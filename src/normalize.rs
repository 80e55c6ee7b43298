//! Field normalizer
//!
//! Coerces heterogeneous input cells into canonical types exactly once, at ingestion.
//! Anything that cannot be coerced becomes `None` and is treated as absent downstream.

use chrono::{DateTime, NaiveDate, NaiveDateTime};
use tracing::debug;

use crate::models::{OrderRow, RawRecord, RawValue};

const DATETIME_FORMATS: &[&str] = &[
    "%Y-%m-%d %H:%M:%S%.f",
    "%Y-%m-%dT%H:%M:%S%.f",
    "%m/%d/%Y %H:%M:%S",
    "%m/%d/%Y %H:%M",
];

const DATE_FORMATS: &[&str] = &["%Y-%m-%d", "%m/%d/%Y"];

/// Parse a numeric cell. Text is trimmed and parsed; booleans and non-finite values are missing.
pub fn parse_number(value: Option<&RawValue>) -> Option<f64> {
    let n = match value? {
        RawValue::Int(i) => *i as f64,
        RawValue::Float(f) => *f,
        RawValue::Text(s) => s.trim().parse::<f64>().ok()?,
        RawValue::Bool(_) => return None,
    };
    n.is_finite().then_some(n)
}

/// Parse a timestamp cell. Only text is accepted; numbers are never read as epoch offsets.
pub fn parse_datetime(value: Option<&RawValue>) -> Option<NaiveDateTime> {
    let RawValue::Text(s) = value? else {
        return None;
    };
    let s = s.trim();
    if s.is_empty() {
        return None;
    }

    for fmt in DATETIME_FORMATS {
        if let Ok(dt) = NaiveDateTime::parse_from_str(s, fmt) {
            return Some(dt);
        }
    }
    if let Ok(dt) = DateTime::parse_from_rfc3339(s) {
        return Some(dt.naive_utc());
    }
    for fmt in DATE_FORMATS {
        if let Ok(d) = NaiveDate::parse_from_str(s, fmt) {
            return d.and_hms_opt(0, 0, 0);
        }
    }
    None
}

/// Exact mapping: native booleans and the strings "True"/"False". Nothing else.
pub fn parse_fulfilled(value: Option<&RawValue>) -> Option<bool> {
    match value? {
        RawValue::Bool(b) => Some(*b),
        RawValue::Text(s) if s == "True" => Some(true),
        RawValue::Text(s) if s == "False" => Some(false),
        _ => None,
    }
}

/// Quantities are positive integers; anything else is missing.
pub fn parse_quantity(value: Option<&RawValue>) -> Option<u32> {
    let n = parse_number(value)?;
    if n >= 1.0 && n.fract() == 0.0 && n <= u32::MAX as f64 {
        Some(n as u32)
    } else {
        None
    }
}

fn label(value: Option<&RawValue>) -> Option<String> {
    value.and_then(RawValue::as_label)
}

fn key(value: Option<&RawValue>) -> String {
    value.map(RawValue::as_key).unwrap_or_default()
}

pub fn normalize_record(raw: &RawRecord) -> OrderRow {
    OrderRow {
        order_id: key(raw.order_id.as_ref()),
        warehouse_id: key(raw.warehouse_id.as_ref()),
        warehouse_name: key(raw.warehouse_name.as_ref()),
        warehouse_location: key(raw.warehouse_location.as_ref()),
        team_assignment: label(raw.team_assignment.as_ref()),
        product_id: key(raw.product_id.as_ref()),
        product_name: label(raw.product_name.as_ref()),
        product_category: label(raw.product_category.as_ref()),
        brand: label(raw.brand.as_ref()),
        quantity: parse_quantity(raw.quantity.as_ref()),
        order_date: parse_datetime(raw.order_date.as_ref()),
        expected_delivery_date: parse_datetime(raw.expected_delivery_date.as_ref()),
        actual_delivery_date: parse_datetime(raw.actual_delivery_date.as_ref()),
        processing_time: parse_number(raw.processing_time.as_ref()),
        shipping_time: parse_number(raw.shipping_time.as_ref()),
        order_status: label(raw.order_status.as_ref()),
        is_fulfilled: parse_fulfilled(raw.is_fulfilled.as_ref()),
    }
}

/// Normalize a whole dataset into a new vector; the input is left untouched.
pub fn normalize(records: &[RawRecord]) -> Vec<OrderRow> {
    let rows: Vec<OrderRow> = records.iter().map(normalize_record).collect();

    let missing_processing = rows.iter().filter(|r| r.processing_time.is_none()).count();
    let missing_order_date = rows.iter().filter(|r| r.order_date.is_none()).count();
    debug!(
        rows = rows.len(),
        missing_processing, missing_order_date, "normalized dataset"
    );

    rows
}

* Brief: Please give the listing again exactly, line for line.

* Answer area:
filename src/normalize.rs
repository 80e55c6ee7b43298
//! Field normalizer
//!
//! Coerces heterogeneous input cells into canonical types exactly once, at ingestion.
//! Anything that cannot be coerced becomes `None` and is treated as absent downstream.

use chrono::{DateTime, NaiveDate, NaiveDateTime};
use tracing::debug;

use crate::models::{OrderRow, RawRecord, RawValue};

const DATETIME_FORMATS: &[&str] = &[
    "%Y-%m-%d %H:%M:%S%.f",
    "%Y-%m-%dT%H:%M:%S%.f",
    "%m/%d/%Y %H:%M:%S",
    "%m/%d/%Y %H:%M",
];

const DATE_FORMATS: &[&str] = &["%Y-%m-%d", "%m/%d/%Y"];

/// Parse a numeric cell. Text is trimmed and parsed; booleans and non-finite values are missing.
pub fn parse_number(value: Option<&RawValue>) -> Option<f64> {
    let n = match value? {
        RawValue::Int(i) => *i as f64,
        RawValue::Float(f) => *f,
        RawValue::Text(s) => s.trim().parse::<f64>().ok()?,
        RawValue::Bool(_) => return None,
    };
    n.is_finite().then_some(n)
}

/// Parse a timestamp cell. Only text is accepted; numbers are never read as epoch offsets.
pub fn parse_datetime(value: Option<&RawValue>) -> Option<NaiveDateTime> {
    let RawValue::Text(s) = value? else {
        return None;
    };
    let s = s.trim();
    if s.is_empty() {
        return None;
    }

    for fmt in DATETIME_FORMATS {
        if let Ok(dt) = NaiveDateTime::parse_from_str(s, fmt) {
            return Some(dt);
        }
    }
    if let Ok(dt) = DateTime::parse_from_rfc3339(s) {
        return Some(dt.naive_utc());
    }
    for fmt in DATE_FORMATS {
        if let Ok(d) = NaiveDate::parse_from_str(s, fmt) {
            return d.and_hms_opt(0, 0, 0);
        }
    }
    None
}

/// Exact mapping: native booleans and the strings "True"/"False". Nothing else.
pub fn parse_fulfilled(value: Option<&RawValue>) -> Option<bool> {
    match value? {
        RawValue::Bool(b) => Some(*b),
        RawValue::Text(s) if s == "True" => Some(true),
        RawValue::Text(s) if s == "False" => Some(false),
        _ => None,
    }
}

/// Quantities are positive integers; anything else is missing.
pub fn parse_quantity(value: Option<&RawValue>) -> Option<u32> {
    let n = parse_number(value)?;
    if n >= 1.0 && n.fract() == 0.0 && n <= u32::MAX as f64 {
        Some(n as u32)
    } else {
        None
    }
}

fn label(value: Option<&RawValue>) -> Option<String> {
    value.and_then(RawValue::as_label)
}

fn key(value: Option<&RawValue>) -> String {
    value.map(RawValue::as_key).unwrap_or_default()
}

pub fn normalize_record(raw: &RawRecord) -> OrderRow {
    OrderRow {
        order_id: key(raw.order_id.as_ref()),
        warehouse_id: key(raw.warehouse_id.as_ref()),
        warehouse_name: key(raw.warehouse_name.as_ref()),
        warehouse_location: key(raw.warehouse_location.as_ref()),
        team_assignment: label(raw.team_assignment.as_ref()),
        product_id: key(raw.product_id.as_ref()),
        product_name: label(raw.product_name.as_ref()),
        product_category: label(raw.product_category.as_ref()),
        brand: label(raw.brand.as_ref()),
        quantity: parse_quantity(raw.quantity.as_ref()),
        order_date: parse_datetime(raw.order_date.as_ref()),
        expected_delivery_date: parse_datetime(raw.expected_delivery_date.as_ref()),
        actual_delivery_date: parse_datetime(raw.actual_delivery_date.as_ref()),
        processing_time: parse_number(raw.processing_time.as_ref()),
        shipping_time: parse_number(raw.shipping_time.as_ref()),
        order_status: label(raw.order_status.as_ref()),
        is_fulfilled: parse_fulfilled(raw.is_fulfilled.as_ref()),
    }
}

/// Normalize a whole dataset into a new vector; the input is left untouched.
pub fn normalize(records: &[RawRecord]) -> Vec<OrderRow> {
    let rows: Vec<OrderRow> = records.iter().map(normalize_record).collect();

    let missing_processing = rows.iter().filter(|r| r.processing_time.is_none()).count();
    let missing_order_date = rows.iter().filter(|r| r.order_date.is_none()).count();
    debug!(
        rows = rows.len(),
        missing_processing, missing_order_date, "normalized dataset"
    );

    rows
}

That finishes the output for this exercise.